------ SUPPLIED RECORDS ------
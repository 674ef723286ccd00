use std::future::Future;
use std::sync::Arc;

use async_trait::async_trait;
use serde_json::Value;
use thiserror::Error;

/// Everything a scoring model needs for one structured generation call.
#[derive(Debug, Clone)]
pub struct GenerationRequest {
	pub system: String,
	pub prompt: String,
	/// Response schema in the model API's dialect.
	pub schema: Value,
	pub temperature: f32,
}

#[derive(Debug, Error)]
pub enum ModelError {
	#[error("HTTP error: {0}")]
	Http(#[from] reqwest::Error),

	#[error("API error (status {status}): {message}")]
	Api { status: u16, message: String },

	#[error("model returned no text content")]
	EmptyContent,

	#[error("{0}")]
	Other(#[from] anyhow::Error),
}

/// A remote model that returns JSON text for a schema-constrained prompt.
#[async_trait]
pub trait ScoringModel: Send + Sync {
	fn name(&self) -> &str;
	async fn generate(&self, request: &GenerationRequest) -> Result<String, ModelError>;
}

/// Wrap an async closure as a `ScoringModel`.
pub fn model_fn<F, Fut>(name: impl Into<String>, f: F) -> Arc<dyn ScoringModel>
where
	F: Send + Sync + 'static + Fn(GenerationRequest) -> Fut,
	Fut: Future<Output = anyhow::Result<String>> + Send + 'static,
{
	struct ClosureModel<F, Fut>
	where
		F: Send + Sync + 'static + Fn(GenerationRequest) -> Fut,
		Fut: Future<Output = anyhow::Result<String>> + Send + 'static,
	{
		name: String,
		f: F,
	}

	#[async_trait]
	impl<F, Fut> ScoringModel for ClosureModel<F, Fut>
	where
		F: Send + Sync + 'static + Fn(GenerationRequest) -> Fut,
		Fut: Future<Output = anyhow::Result<String>> + Send + 'static,
	{
		fn name(&self) -> &str {
			&self.name
		}

		async fn generate(&self, request: &GenerationRequest) -> Result<String, ModelError> {
			Ok((self.f)(request.clone()).await?)
		}
	}

	Arc::new(ClosureModel { name: name.into(), f })
}
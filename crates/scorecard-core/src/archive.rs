use std::path::PathBuf;
use std::sync::Arc;

use async_trait::async_trait;
use chrono::{SecondsFormat, Utc};
use rand::Rng;
use scorecard_store::{AppendOutcome, ReportIndex};
use scorecard_types::{Question, ReportEntry, ScorecardData};
use thiserror::Error;
use tracing::{debug, info};

use crate::report::{render_index, render_report, ReportDocument};

pub const INDEX_FILENAME: &str = "index.html";
const ID_SUFFIX_LEN: usize = 9;
const BASE36: &[u8] = b"0123456789abcdefghijklmnopqrstuvwxyz";

#[derive(Debug, Error)]
pub enum ArchiveError {
    #[error("failed to emit {filename}: {message}")]
    Emit { filename: String, message: String },
}

/// Destination for generated documents.
#[async_trait]
pub trait ArtifactSink: Send + Sync {
    async fn emit(&self, filename: &str, content: &str) -> Result<(), ArchiveError>;
}

/// Writes artifacts as files under a directory, creating it on first use.
pub struct DirectorySink {
    dir: PathBuf,
}

impl DirectorySink {
    pub fn new(dir: impl Into<PathBuf>) -> Self {
        Self { dir: dir.into() }
    }
}

#[async_trait]
impl ArtifactSink for DirectorySink {
    async fn emit(&self, filename: &str, content: &str) -> Result<(), ArchiveError> {
        let to_err = |e: std::io::Error| ArchiveError::Emit {
            filename: filename.to_string(),
            message: e.to_string(),
        };
        tokio::fs::create_dir_all(&self.dir).await.map_err(to_err)?;
        let path = self.dir.join(filename);
        tokio::fs::write(&path, content).await.map_err(to_err)?;
        debug!("wrote {:?}", path);
        Ok(())
    }
}

/// Identity of one report: when it was generated and its unique id.
#[derive(Debug, Clone, PartialEq, Eq)]
pub struct ReportMeta {
    pub report_id: String,
    pub timestamp: String,
}

impl ReportMeta {
    /// `report_<unix millis>_<9 base-36 chars>` stamped with the current time.
    pub fn generate() -> Self {
        let now = Utc::now();
        let mut rng = rand::thread_rng();
        let suffix: String = (0..ID_SUFFIX_LEN)
            .map(|_| BASE36[rng.gen_range(0..BASE36.len())] as char)
            .collect();

        Self {
            report_id: format!("report_{}_{}", now.timestamp_millis(), suffix),
            timestamp: now.to_rfc3339_opts(SecondsFormat::Millis, true),
        }
    }

    pub fn filename(&self) -> String {
        report_filename(&self.report_id)
    }
}

pub fn report_filename(report_id: &str) -> String {
    format!("assessment_{report_id}.html")
}

/// Renders completed scorecards into standalone reports and keeps the
/// report index document in step with durable storage.
#[derive(Clone)]
pub struct ReportArchive {
    index: ReportIndex,
    sink: Arc<dyn ArtifactSink>,
    questions: Vec<Question>,
}

impl ReportArchive {
    pub fn new(index: ReportIndex, sink: Arc<dyn ArtifactSink>, questions: Vec<Question>) -> Self {
        Self {
            index,
            sink,
            questions,
        }
    }

    /// Emits the report for `scorecard`, updates the index and returns the
    /// report filename.
    pub async fn archive(
        &self,
        scorecard: &ScorecardData,
        answers: &[String],
    ) -> Result<String, ArchiveError> {
        self.archive_as(ReportMeta::generate(), scorecard, answers).await
    }

    /// Same as [`archive`](Self::archive) with a caller-supplied identity.
    pub async fn archive_as(
        &self,
        meta: ReportMeta,
        scorecard: &ScorecardData,
        answers: &[String],
    ) -> Result<String, ArchiveError> {
        let filename = meta.filename();
        let html = render_report(&ReportDocument {
            scorecard,
            questions: &self.questions,
            answers,
            timestamp: &meta.timestamp,
            report_id: &meta.report_id,
        });
        self.sink.emit(&filename, &html).await?;

        self.update_index(ReportEntry {
            filename: filename.clone(),
            timestamp: meta.timestamp,
            report_id: meta.report_id,
            overall_score: scorecard.overall_score_display(),
        })
        .await?;

        info!(%filename, "report archived");
        Ok(filename)
    }

    /// Adds `entry` unless its report id is already indexed, then re-emits
    /// the index document.
    pub async fn update_index(&self, entry: ReportEntry) -> Result<AppendOutcome, ArchiveError> {
        let (outcome, entries) = self.index.append(entry);
        self.sink.emit(INDEX_FILENAME, &render_index(&entries)).await?;
        Ok(outcome)
    }

    /// Re-emits the index document from storage. Returns the entry count.
    pub async fn regenerate_index(&self) -> Result<usize, ArchiveError> {
        let entries = self.index.load();
        self.sink.emit(INDEX_FILENAME, &render_index(&entries)).await?;
        Ok(entries.len())
    }

    /// Empties the index and emits the empty-state index document.
    pub async fn clear_all(&self) -> Result<(), ArchiveError> {
        self.index.clear();
        self.sink.emit(INDEX_FILENAME, &render_index(&[])).await
    }

    pub fn report_count(&self) -> usize {
        self.index.count()
    }

    pub fn entries(&self) -> Vec<ReportEntry> {
        self.index.load()
    }
}

#[cfg(test)]
mod tests {
    use super::*;
    use crate::questions::question_bank;
    use crate::testing::{sample_scorecard, FailingSink, MemorySink};

    fn archive_with(sink: Arc<MemorySink>) -> ReportArchive {
        ReportArchive::new(ReportIndex::in_memory(), sink, question_bank())
    }

    fn answers() -> Vec<String> {
        vec!["An answer".to_string(); 25]
    }

    #[test]
    fn test_report_meta_format() {
        let meta = ReportMeta::generate();
        let parts: Vec<&str> = meta.report_id.splitn(3, '_').collect();
        assert_eq!(parts[0], "report");
        assert!(parts[1].parse::<i64>().is_ok());
        assert_eq!(parts[2].len(), ID_SUFFIX_LEN);
        assert!(parts[2].bytes().all(|b| BASE36.contains(&b)));
        assert!(meta.timestamp.ends_with('Z'));
        assert_eq!(meta.filename(), format!("assessment_{}.html", meta.report_id));
    }

    #[test]
    fn test_report_ids_differ() {
        let a = ReportMeta::generate();
        let b = ReportMeta::generate();
        assert_ne!(a.report_id, b.report_id);
    }

    #[tokio::test]
    async fn test_archive_emits_report_then_index() {
        let sink = Arc::new(MemorySink::new());
        let archive = archive_with(sink.clone());

        let filename = archive
            .archive(&sample_scorecard(8.0, 7.0, 6.0, 9.0), &answers())
            .await
            .unwrap();

        let artifacts = sink.artifacts();
        assert_eq!(artifacts.len(), 2);
        assert_eq!(artifacts[0].0, filename);
        assert_eq!(artifacts[1].0, INDEX_FILENAME);
        assert!(artifacts[1].1.contains(&format!("href=\"{filename}\"")));

        let entries = archive.entries();
        assert_eq!(entries.len(), 1);
        assert_eq!(entries[0].overall_score, "7.5");
        assert_eq!(entries[0].filename, filename);
    }

    #[tokio::test]
    async fn test_same_report_id_indexed_once() {
        let sink = Arc::new(MemorySink::new());
        let archive = archive_with(sink.clone());
        let meta = ReportMeta {
            report_id: "report_1_fixed".to_string(),
            timestamp: "2024-05-01T10:00:00.000Z".to_string(),
        };

        let scorecard = sample_scorecard(8.0, 7.0, 6.0, 9.0);
        archive.archive_as(meta.clone(), &scorecard, &answers()).await.unwrap();
        archive.archive_as(meta, &scorecard, &answers()).await.unwrap();

        assert_eq!(archive.report_count(), 1);
        let index = sink.latest(INDEX_FILENAME).unwrap();
        assert_eq!(index.matches("data-report-id=\"report_1_fixed\"").count(), 1);
    }

    #[tokio::test]
    async fn test_clear_then_regenerate_is_empty() {
        let sink = Arc::new(MemorySink::new());
        let archive = archive_with(sink.clone());
        archive
            .archive(&sample_scorecard(5.0, 5.0, 5.0, 5.0), &answers())
            .await
            .unwrap();

        archive.clear_all().await.unwrap();
        assert!(sink.latest(INDEX_FILENAME).unwrap().contains("No Reports Yet"));

        let count = archive.regenerate_index().await.unwrap();
        assert_eq!(count, 0);
        assert_eq!(archive.report_count(), 0);
        assert!(sink.latest(INDEX_FILENAME).unwrap().contains("No Reports Yet"));
    }

    #[tokio::test]
    async fn test_regenerate_keeps_insertion_order() {
        let sink = Arc::new(MemorySink::new());
        let archive = archive_with(sink.clone());
        for id in ["report_1_a", "report_2_b", "report_3_c"] {
            let meta = ReportMeta {
                report_id: id.to_string(),
                timestamp: "2024-05-01T10:00:00.000Z".to_string(),
            };
            archive
                .archive_as(meta, &sample_scorecard(6.0, 6.0, 6.0, 6.0), &answers())
                .await
                .unwrap();
        }

        archive.regenerate_index().await.unwrap();
        let index = sink.latest(INDEX_FILENAME).unwrap();
        let positions: Vec<usize> = ["report_1_a", "report_2_b", "report_3_c"]
            .iter()
            .map(|id| index.find(&format!("data-report-id=\"{id}\"")).unwrap())
            .collect();
        assert!(positions.windows(2).all(|w| w[0] < w[1]));
    }

    #[tokio::test]
    async fn test_sink_failure_is_reported() {
        let archive = ReportArchive::new(
            ReportIndex::in_memory(),
            Arc::new(FailingSink),
            question_bank(),
        );
        let err = archive
            .archive(&sample_scorecard(5.0, 5.0, 5.0, 5.0), &answers())
            .await
            .unwrap_err();
        assert!(err.to_string().contains("disk full"));
        assert_eq!(archive.report_count(), 0);
    }

    #[tokio::test]
    async fn test_directory_sink_writes_files() {
        let dir = tempfile::tempdir().unwrap();
        let out = dir.path().join("reports");
        let archive = ReportArchive::new(
            ReportIndex::in_memory(),
            Arc::new(DirectorySink::new(&out)),
            question_bank(),
        );

        let filename = archive
            .archive(&sample_scorecard(8.0, 7.0, 6.0, 9.0), &answers())
            .await
            .unwrap();

        let report = std::fs::read_to_string(out.join(&filename)).unwrap();
        assert!(report.contains("Candidate Assessment Report"));
        let index = std::fs::read_to_string(out.join(INDEX_FILENAME)).unwrap();
        assert!(index.contains(&filename));
    }
}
------
» **WHAT THIS TASK INVOLVES**: Send back the lines of the records word for word, from the very first through the line containing "pub trait ScoringModel: Send".

» **ANSWER**:
repository 674ef723286ccd00
use std::future::Future;
use std::sync::Arc;

use async_trait::async_trait;
use serde_json::Value;
use thiserror::Error;

/// Everything a scoring model needs for one structured generation call.
#[derive(Debug, Clone)]
pub struct GenerationRequest {
	pub system: String,
	pub prompt: String,
	/// Response schema in the model API's dialect.
	pub schema: Value,
	pub temperature: f32,
}

#[derive(Debug, Error)]
pub enum ModelError {
	#[error("HTTP error: {0}")]
	Http(#[from] reqwest::Error),

	#[error("API error (status {status}): {message}")]
	Api { status: u16, message: String },

	#[error("model returned no text content")]
	EmptyContent,

	#[error("{0}")]
	Other(#[from] anyhow::Error),
}

/// A remote model that returns JSON text for a schema-constrained prompt.
#[async_trait]
pub trait ScoringModel: Send + Sync {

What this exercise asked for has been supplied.